▶ **What to work on**
In the entries that follow, copy exactly each line from the first through the line with "pub fn view(&self, state: &AppState, frame: &mut".

====== Material for the task ======

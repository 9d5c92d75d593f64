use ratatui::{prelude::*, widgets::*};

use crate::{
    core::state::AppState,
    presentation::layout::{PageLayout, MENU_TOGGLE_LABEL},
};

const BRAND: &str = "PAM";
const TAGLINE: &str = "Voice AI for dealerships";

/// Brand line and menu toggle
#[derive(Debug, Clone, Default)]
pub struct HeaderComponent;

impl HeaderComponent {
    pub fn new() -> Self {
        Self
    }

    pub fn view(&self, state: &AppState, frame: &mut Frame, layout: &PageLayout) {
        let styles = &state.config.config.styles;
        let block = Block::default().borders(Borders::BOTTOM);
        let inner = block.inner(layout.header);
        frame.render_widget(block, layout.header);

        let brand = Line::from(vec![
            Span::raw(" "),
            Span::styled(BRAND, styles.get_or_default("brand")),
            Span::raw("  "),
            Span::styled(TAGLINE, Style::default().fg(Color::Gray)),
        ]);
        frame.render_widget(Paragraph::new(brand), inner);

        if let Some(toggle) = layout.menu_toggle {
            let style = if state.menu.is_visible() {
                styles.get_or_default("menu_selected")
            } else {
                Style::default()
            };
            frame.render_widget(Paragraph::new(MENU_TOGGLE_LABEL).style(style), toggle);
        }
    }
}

======

▶ **Exercise output**
repository 9d5c92d75d593f64
use ratatui::{prelude::*, widgets::*};

use crate::{
    core::state::AppState,
    presentation::layout::{PageLayout, MENU_TOGGLE_LABEL},
};

const BRAND: &str = "PAM";
const TAGLINE: &str = "Voice AI for dealerships";

/// Brand line and menu toggle
#[derive(Debug, Clone, Default)]
pub struct HeaderComponent;

impl HeaderComponent {
    pub fn new() -> Self {
        Self
    }

    pub fn view(&self, state: &AppState, frame: &mut Frame, layout: &PageLayout) {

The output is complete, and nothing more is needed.